Companies in the natural gas industry have critical operational demands. They require accurate flowmetering technology to measure and analyze the quality and volume of gas throughout its value chain. The industry categorizes its meters as being: (1) Traditional; or (2) New Technologies. This is a relative categorization based on a historical timeline that extends to a number of technological centuries. Frequent use of this terminology is evident within published material, such as The World Market for Ultrasonic Flowmeters, 3rd Edition, a marketing report dedicated to ultrasonic flowmetering.3 However, traditional flow measurement devices can be, within certain applications, unreliable and costly to install and maintain, which is why newer technologies have been developed.
One such new technology is ultrasound-based flow measurement. For natural gas processes with dry, wet, or corrosive and abrasive gases, or requiring bi-directional measurement with minimal or no pressure drop, ultrasonic measurement devices generally offer better performance, greater reliability, and lower capital and ownership costs than mechanical-type meters.
Ultrasound is employed in electronic, navigational, industrial, and security applications. It is also used in medicine to view internal organs of the body. Examples of audible sound surround us in everyday life, and man has been pursuing a deeper knowledge of the influence of sound for centuries. The speed-of-sound (sometimes called velocity-of-sound) is known to be the speed at which sound travels in a given medium under specified conditions.
The first known attempt to measure the speed-of-sound (SoS) in air (a gas) was by Pierre Gassendi, who, in 1635, timed the delay between the powder flash of a distant cannon and the explosion that sounded later. By the early 1700s, estimates for the speed-of-sound using cannon fire were within 0.5 m/s (1.64 ft/s) of modern-day values. This was substantiated by the first analytical determination of SoS given by Isaac Newton (1642 to 1727) in Proposition 49 of Book II of the Principia. For sea-level air at a typical ambient temperature, he computed a value of 298 m/s (979 ft/s), which is too low by about 15 percent, the true value being closer to 340 m/s (1116 ft/s). Nevertheless, the basic method conceived by Newton was essentially correct. As early as the 1800s, experiments to determine the SoS for water were recorded by Colladon and Sturm in their reported experiment on Lake Geneva.

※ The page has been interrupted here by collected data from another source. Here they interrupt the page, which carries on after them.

// Copyright (c) 2026 Christoph Gaffga
// SPDX-License-Identifier: GPL-3.0-only
// https://github.com/cgaffga/tidemark

//! RGB image to YUV channel planes and back.
//!
//! BT.601 full-range conversion. The luma plane is shifted by -128 so it is
//! centered like the chroma planes, which keeps DCT coefficients small.
//! Planes are padded to even dimensions with zeros so a one-level wavelet
//! decomposition never sees an odd axis; the padding is dropped again on the
//! way back to pixels.

use image::RgbImage;

use crate::wavelet::SubRegion;

/// The Y, U, V planes of one image plus the unpadded pixel dimensions.
#[derive(Debug, Clone, PartialEq)]
pub struct ChannelPlanes {
    pub y: SubRegion,
    pub u: SubRegion,
    pub v: SubRegion,
    pub image_width: u32,
    pub image_height: u32,
}

fn rgb_to_yuv(r: f64, g: f64, b: f64) -> (f64, f64, f64) {
    let y = 0.299 * r + 0.587 * g + 0.114 * b;
    let u = -0.169 * r - 0.331 * g + 0.500 * b + 128.0;
    let v = 0.500 * r - 0.419 * g - 0.081 * b + 128.0;
    (y, u, v)
}

fn yuv_to_rgb(y: f64, u: f64, v: f64) -> (f64, f64, f64) {
    let u = u - 128.0;
    let v = v - 128.0;
    let r = y + 1.402 * v;
    let g = y - 0.344 * u - 0.714 * v;
    let b = y + 1.772 * u;
    (r, g, b)
}

/// Split `img` into centered YUV planes, zero padded to even dimensions.
pub fn image_to_planes(img: &RgbImage) -> ChannelPlanes {
    let (image_width, image_height) = img.dimensions();
    let width = image_width as usize + (image_width as usize & 1);
    let height = image_height as usize + (image_height as usize & 1);

    let mut y_plane = SubRegion::new(width, height);
    let mut u_plane = SubRegion::new(width, height);
    let mut v_plane = SubRegion::new(width, height);

    for (px_x, px_y, px) in img.enumerate_pixels() {
        let (y, u, v) = rgb_to_yuv(px[0] as f64, px[1] as f64, px[2] as f64);
        y_plane.set(px_x as usize, px_y as usize, y - 128.0);
        u_plane.set(px_x as usize, px_y as usize, u);
        v_plane.set(px_x as usize, px_y as usize, v);
    }

    ChannelPlanes { y: y_plane, u: u_plane, v: v_plane, image_width, image_height }
}

/// Rebuild an RGB image from (possibly oversized) planes, undoing the luma
/// shift and clamping each channel to [0, 255].
pub fn planes_to_image(
    y_plane: &SubRegion,
    u_plane: &SubRegion,
    v_plane: &SubRegion,
    image_width: u32,
    image_height: u32,
) -> RgbImage {
    let mut img = RgbImage::new(image_width, image_height);
    for (px_x, px_y, px) in img.enumerate_pixels_mut() {
        let x = px_x as usize;
        let y = px_y as usize;
        let (r, g, b) = yuv_to_rgb(
            y_plane.get(x, y) + 128.0,
            u_plane.get(x, y),
            v_plane.get(x, y),
        );
        *px = image::Rgb([
            r.round().clamp(0.0, 255.0) as u8,
            g.round().clamp(0.0, 255.0) as u8,
            b.round().clamp(0.0, 255.0) as u8,
        ]);
    }
    img
}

Metering, in one form or another, has existed for many centuries, although techniques based on ultrasound have only been more recently utilized. Records dating back to the 1930s indicate the use of Doppler techniques and, circa 1970, the transit-time method. It is important to note that all metering techniques are valid when considering a specific end-use or application; however, the exclusive use of transit-time for fiscal gas meters has developed over the last 40 or more years. Significant developments are recorded with reference to meters that employ more than one measurement point (known as a “path”) within any single, dedicated metering device.
Over the past 30 years, gas ultrasonic multi-path meters have transitioned from the engineering laboratory to wide commercial usage as the primary device-of-choice to measure gas volume for fiscal accounting. The metering path arrangements are notably different (by physical configuration/location) between various designers/manufacturers, however the basic underlying principles remain the same.
The development of published standards4, 5, 6, 7 often increases end-user confidence of a particular metering technology, of which the most notable ultrasound example is that of the American Gas Association’s Report No. 9.4 There is no doubt that as meter technologies develop, the requirement for impartial standards grows exponentially and is often an indication of the uptake rate of that technology.
Standards are updated from time to time to align with both the technology and its market developments that are in most parts based on experiential learning from a vast number of sources. Sources that extend beyond the manufacturer to the specific technology end-users, calibration facilities, independent research facilities, type-testing and approvals agencies, independent consultants, other technologies representatives, along with any other party that has a technology touch point.
Operator dashboard used for online validation of an ultrasonic flowmeter (Image courtesy Honeywell Process Solutions)
The acceptance of multi-path ultrasonic flowmeters by gas pipeline companies has occurred due to the following features and benefits:
- Low maintenance
- Adoption of industry standards for fiscal measurement applications
- Condition Based Monitoring (online, real-time).
If one is to consider the specific application of ultrasonic meters for custody transfer or allocation metering, there are vast sources of published data, in direct response to published standards, in which it can be seen that an optimized path layout would be one with a three-dimensional element to its design. Such a layout provides for a complex, yet accurate and repeatable measurement during both ideal and severely disturbed flow conditions. One such path layout was initially developed in the 1990s; although there are other examples of multi-path meters that may be seen within the standards documents. This unique six-path arrangement is optimized for three-dimensional accuracy and provides performance benefits compared to the traditional two-dimensional paths. The three-dimensional element of the design is shown as follows.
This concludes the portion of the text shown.